What the task requires -> Search the entries below for the word "gate", then copy each line in which it is found.

--------------------------------------------------

use chrono::{DateTime, Utc};
use serde::{Deserialize, Serialize};
use sqlx::FromRow;

use crate::validator::{self, EMAIL_RX, Validator};

// --- Persisted records ---

/// Snippet
///
/// A piece of text visible from `created` until `expires`. Both timestamps are set by the store.
#[derive(Debug, Clone, PartialEq, Eq, Serialize, FromRow)]
pub struct Snippet {
    pub id: i64,
    pub title: String,
    pub content: String,
    pub created: DateTime<Utc>,
    pub expires: DateTime<Utc>,
}

/// User
///
/// A registered account. `hashed_password` is a bcrypt hash and is never serialized.
#[derive(Debug, Clone, PartialEq, Eq, Serialize, FromRow)]
pub struct User {
    pub id: i64,
    pub name: String,
    pub email: String,
    #[serde(skip_serializing)]
    pub hashed_password: String,
    pub created: DateTime<Utc>,
}

// --- Form submissions ---

/// The only lifetimes, in days, a new snippet may be given.
pub const PERMITTED_EXPIRES: [i64; 3] = [1, 7, 365];

pub const TITLE_MAX_CHARS: usize = 100;
pub const PASSWORD_MIN_CHARS: usize = 8;

const BLANK: &str = "This field cannot be blank";

/// SnippetCreateForm
///
/// Body of `POST /snippets/create`. The embedded validator is filled by `validate`
/// and rendered back to the user alongside the submitted values.
#[derive(Debug, Clone, Serialize, Deserialize)]
pub struct SnippetCreateForm {
    #[serde(default)]
    pub title: String,
    #[serde(default)]
    pub content: String,
    #[serde(default)]
    pub expires: i64,
    #[serde(skip_deserializing, rename = "errors")]
    pub validator: Validator,
}

impl Default for SnippetCreateForm {
    /// A blank create form preselects the one-year lifetime.
    fn default() -> Self {
        Self {
            title: String::new(),
            content: String::new(),
            expires: 365,
            validator: Validator::default(),
        }
    }
}

impl SnippetCreateForm {
    pub fn validate(&mut self) -> bool {
        let v = &mut self.validator;
        v.check_field(validator::not_blank(&self.title), "title", BLANK);
        v.check_field(
            validator::max_chars(&self.title, TITLE_MAX_CHARS),
            "title",
            "This field cannot be more than 100 characters long",
        );
        v.check_field(validator::not_blank(&self.content), "content", BLANK);
        v.check_field(
            validator::permitted_value(&self.expires, &PERMITTED_EXPIRES),
            "expires",
            "This field must equal 1, 7 or 365",
        );
        v.valid()
    }
}

/// SignupForm
///
/// Body of `POST /users/signup`. The password is accepted but never echoed back.
#[derive(Debug, Clone, Default, Serialize, Deserialize)]
pub struct SignupForm {
    #[serde(default)]
    pub name: String,
    #[serde(default)]
    pub email: String,
    #[serde(default, skip_serializing)]
    pub password: String,
    #[serde(skip_deserializing, rename = "errors")]
    pub validator: Validator,
}

impl SignupForm {
    pub fn validate(&mut self) -> bool {
        let v = &mut self.validator;
        v.check_field(validator::not_blank(&self.name), "name", BLANK);
        v.check_field(validator::not_blank(&self.email), "email", BLANK);
        v.check_field(
            validator::matches(&self.email, &EMAIL_RX),
            "email",
            "This field must be a valid email address",
        );
        v.check_field(validator::not_blank(&self.password), "password", BLANK);
        v.check_field(
            validator::min_chars(&self.password, PASSWORD_MIN_CHARS),
            "password",
            "This field must be at least 8 characters long",
        );
        v.valid()
    }
}

/// LoginForm
///
/// Body of `POST /users/login`.
#[derive(Debug, Clone, Default, Serialize, Deserialize)]
pub struct LoginForm {
    #[serde(default)]
    pub email: String,
    #[serde(default, skip_serializing)]
    pub password: String,
    #[serde(skip_deserializing, rename = "errors")]
    pub validator: Validator,
}

impl LoginForm {
    pub fn validate(&mut self) -> bool {
        let v = &mut self.validator;
        v.check_field(validator::not_blank(&self.email), "email", BLANK);
        v.check_field(
            validator::matches(&self.email, &EMAIL_RX),
            "email",
            "This field must be a valid email address",
        );
        v.check_field(validator::not_blank(&self.password), "password", BLANK);
        v.valid()
    }
}
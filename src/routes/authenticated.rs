use crate::{AppState, handlers};
use axum::{
    Router,
    routing::{get, post},
};

/// Authenticated Router Module
///
/// Routes that only make sense for a logged-in user. The guard layered over this router
/// relies on the gate having already resolved the session's `authID` for this request.
pub fn authenticated_routes() -> Router<AppState> {
    Router::new()
        // GET, POST /snippets/create
        .route(
            "/snippets/create",
            get(handlers::snippet_create).post(handlers::snippet_create_post),
        )
        // POST /users/logout
        // Rotates the session token and drops the user id.
        .route("/users/logout", post(handlers::logout))
}
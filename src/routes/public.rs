use crate::{AppState, handlers};
use axum::{Router, routing::get};

/// Public Router Module
///
/// Pages anyone may load: the snippet listing, single snippets, and the signup and
/// login forms. They still see the session, so flash messages and the CSRF token work here.
pub fn public_routes() -> Router<AppState> {
    Router::new()
        // GET /
        // The ten most recent snippets that have not expired.
        .route("/", get(handlers::home))
        // GET /snippets/view/{id}
        // A single snippet; 404 for malformed ids and for expired or unknown snippets.
        .route("/snippets/view/{id}", get(handlers::snippet_view))
        // GET, POST /users/signup
        .route(
            "/users/signup",
            get(handlers::signup_form).post(handlers::signup),
        )
        // GET, POST /users/login
        // A successful POST rotates the session token before storing the user id.
        .route("/users/login", get(handlers::login_form).post(handlers::login))
}
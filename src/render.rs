use std::collections::HashSet;

use axum::{
    extract::FromRequestParts,
    http::{HeaderValue, StatusCode, header, request::Parts},
    response::{IntoResponse, Response},
};
use chrono::{DateTime, Datelike, Utc};
use serde::Serialize;
use thiserror::Error;
use tower_sessions::Session;

use crate::{
    auth::Authentication,
    csrf::CsrfToken,
    error::{AppError, AppResult},
    models::Snippet,
};

/// Session key for one-shot messages shown on the next rendered page.
pub const FLASH_SESSION_KEY: &str = "flash";

#[derive(Debug, Error)]
pub enum RenderError {
    #[error("page {0:?} does not exist")]
    UnknownPage(String),

    #[error("page data could not be serialized: {0}")]
    Serialize(#[from] serde_json::Error),
}

/// PageRenderer
///
/// Turns a page key plus its data into a complete response. The status is only applied
/// once the body has been produced in full, so a failing page never half-writes.
pub trait PageRenderer: Send + Sync {
    fn render(&self, status: StatusCode, page: &str, data: &TemplateData) -> Result<Response, RenderError>;
}

pub type RendererState = std::sync::Arc<dyn PageRenderer>;

/// TemplateData
///
/// Everything a page may display.
#[derive(Debug, Default, Serialize)]
pub struct TemplateData {
    pub current_year: i32,
    pub snippet: Option<SnippetView>,
    pub snippets: Vec<SnippetView>,
    pub form: Option<serde_json::Value>,
    pub flash: Option<String>,
    pub is_authenticated: bool,
    pub csrf_token: String,
}

/// A snippet together with its human-readable dates.
#[derive(Debug, Clone, Serialize)]
pub struct SnippetView {
    #[serde(flatten)]
    pub snippet: Snippet,
    pub created_display: String,
    pub expires_display: String,
}

impl From<Snippet> for SnippetView {
    fn from(snippet: Snippet) -> Self {
        Self {
            created_display: human_date(snippet.created),
            expires_display: human_date(snippet.expires),
            snippet,
        }
    }
}

/// Formats a timestamp as `02 Jan 2006 at 15:04` in UTC.
pub fn human_date(t: DateTime<Utc>) -> String {
    t.format("%d %b %Y at %H:%M").to_string()
}

/// PageContext
///
/// The per-request inputs every rendered page needs: the session (for the flash message),
/// the gate's verdict and the CSRF token.
#[derive(Clone)]
pub struct PageContext {
    pub session: Session,
    pub authentication: Authentication,
    pub csrf_token: CsrfToken,
}

impl PageContext {
    /// Builds the common page data. Reading the flash message consumes it.
    pub async fn template_data(&self, now: DateTime<Utc>) -> AppResult<TemplateData> {
        Ok(TemplateData {
            current_year: now.year(),
            flash: self.session.remove::<String>(FLASH_SESSION_KEY).await?,
            is_authenticated: self.authentication.is_authenticated(),
            csrf_token: self.csrf_token.0.clone(),
            ..TemplateData::default()
        })
    }
}

impl<S> FromRequestParts<S> for PageContext
where
    S: Send + Sync,
{
    type Rejection = AppError;

    async fn from_request_parts(parts: &mut Parts, state: &S) -> Result<Self, Self::Rejection> {
        let session = Session::from_request_parts(parts, state)
            .await
            .map_err(|_| AppError::SessionUnavailable)?;
        let authentication = parts
            .extensions
            .get::<Authentication>()
            .copied()
            .unwrap_or_default();
        let csrf_token = parts.extensions.get::<CsrfToken>().cloned().unwrap_or_default();

        Ok(Self {
            session,
            authentication,
            csrf_token,
        })
    }
}

// --- JSON rendering ---

pub const PAGES: [&str; 5] = ["home", "view", "create", "signup", "login"];

#[derive(Serialize)]
struct RenderedPage<'a> {
    page: &'a str,
    #[serde(flatten)]
    data: &'a TemplateData,
}

/// JsonRenderer
///
/// Renders each page as its JSON data document. Only the registered page keys exist;
/// asking for any other is an error, just as a missing template would be.
#[derive(Debug, Clone)]
pub struct JsonRenderer {
    pages: HashSet<String>,
}

impl JsonRenderer {
    pub fn new<I, P>(pages: I) -> Self
    where
        I: IntoIterator<Item = P>,
        P: Into<String>,
    {
        Self {
            pages: pages.into_iter().map(Into::into).collect(),
        }
    }
}

impl Default for JsonRenderer {
    fn default() -> Self {
        Self::new(PAGES)
    }
}

impl PageRenderer for JsonRenderer {
    fn render(&self, status: StatusCode, page: &str, data: &TemplateData) -> Result<Response, RenderError> {
        if !self.pages.contains(page) {
            return Err(RenderError::UnknownPage(page.to_owned()));
        }

        let body = serde_json::to_vec(&RenderedPage { page, data })?;

        Ok((
            status,
            [(header::CONTENT_TYPE, HeaderValue::from_static("application/json"))],
            body,
        )
            .into_response())
    }
}
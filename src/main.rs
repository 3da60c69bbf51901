use std::{sync::Arc, time::Duration};

use snippetbox::{
    AppState, ClockState, SystemClock,
    config::{AppConfig, Env},
    create_router, open_db,
};
use tokio::net::TcpListener;
use tower_sessions::session_store::ExpiredDeletion;
use tracing_subscriber::{layer::SubscriberExt, util::SubscriberInitExt};

// How often expired sessions are purged from the store.
const SESSION_CLEANUP_INTERVAL: Duration = Duration::from_secs(300);

/// main
///
/// Initializes configuration, logging and the database, then serves HTTP until the
/// process is stopped. Any startup failure ends the process with an error.
#[tokio::main]
async fn main() -> anyhow::Result<()> {
    // 1. Configuration (fail-fast)
    dotenv::dotenv().ok();
    let config = AppConfig::load()?;

    // 2. Logging filter: RUST_LOG wins, otherwise verbose for this crate.
    let env_filter = tracing_subscriber::EnvFilter::try_from_default_env()
        .unwrap_or_else(|_| "snippetbox=debug,tower_http=info,axum=trace".into());

    // 3. Log format follows the environment.
    match config.env {
        Env::Local => {
            tracing_subscriber::registry()
                .with(env_filter)
                .with(tracing_subscriber::fmt::layer().pretty())
                .init();
        }
        Env::Production => {
            tracing_subscriber::registry()
                .with(env_filter)
                .with(tracing_subscriber::fmt::layer().json())
                .init();
        }
    }

    tracing::info!("Application starting in {:?} mode", config.env);

    // 4. Database
    let pool = open_db(&config.db_url).await.inspect_err(|e| {
        tracing::error!("failed to open database: {:?}", e);
    })?;

    // 5. Shared state
    let clock: ClockState = Arc::new(SystemClock);
    let app_state = AppState::from_pool(pool, config.clone(), clock);

    // 6. Expired-session cleanup
    let session_store = app_state.session_store.clone();
    tokio::spawn(async move {
        let mut interval = tokio::time::interval(SESSION_CLEANUP_INTERVAL);
        loop {
            interval.tick().await;
            match session_store.delete_expired().await {
                Ok(()) => tracing::debug!("expired sessions purged"),
                Err(e) => tracing::error!("session cleanup failed: {:?}", e),
            }
        }
    });

    // 7. Router and server
    let app = create_router(app_state);
    let address = config.bind_address();
    let listener = TcpListener::bind(&address).await?;

    tracing::info!("Listening on {}", address);

    axum::serve(listener, app).await?;
    Ok(())
}
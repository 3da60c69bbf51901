use axum::{
    http::StatusCode,
    response::{IntoResponse, Response},
};
use thiserror::Error;

use crate::{render::RenderError, repository::StoreError};

/// AppError
///
/// The failures a handler or middleware stage can end a request with.
///
/// Client errors carry their own status. A missing record becomes a plain 404 whatever the
/// reason it is missing. Everything else is a server error: logged in full here, reported
/// to the client only as "Internal Server Error".
#[derive(Debug, Error)]
pub enum AppError {
    #[error("client error: {0}")]
    Client(StatusCode),

    #[error(transparent)]
    Store(#[from] StoreError),

    #[error(transparent)]
    Session(#[from] tower_sessions::session::Error),

    #[error(transparent)]
    Render(#[from] RenderError),

    #[error("no session attached to the request")]
    SessionUnavailable,
}

pub type AppResult<T> = Result<T, AppError>;

impl IntoResponse for AppError {
    fn into_response(self) -> Response {
        let status = match &self {
            AppError::Client(status) => *status,
            AppError::Store(StoreError::NoRecord) => StatusCode::NOT_FOUND,
            _ => {
                tracing::error!("server error: {:?}", self);
                StatusCode::INTERNAL_SERVER_ERROR
            }
        };

        let reason = status.canonical_reason().unwrap_or("Error");
        (status, reason).into_response()
    }
}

--------------------------------------------------

Output ->
/// relies on the gate having already resolved the session's `authID` for this request.
/// the gate's verdict and the CSRF token.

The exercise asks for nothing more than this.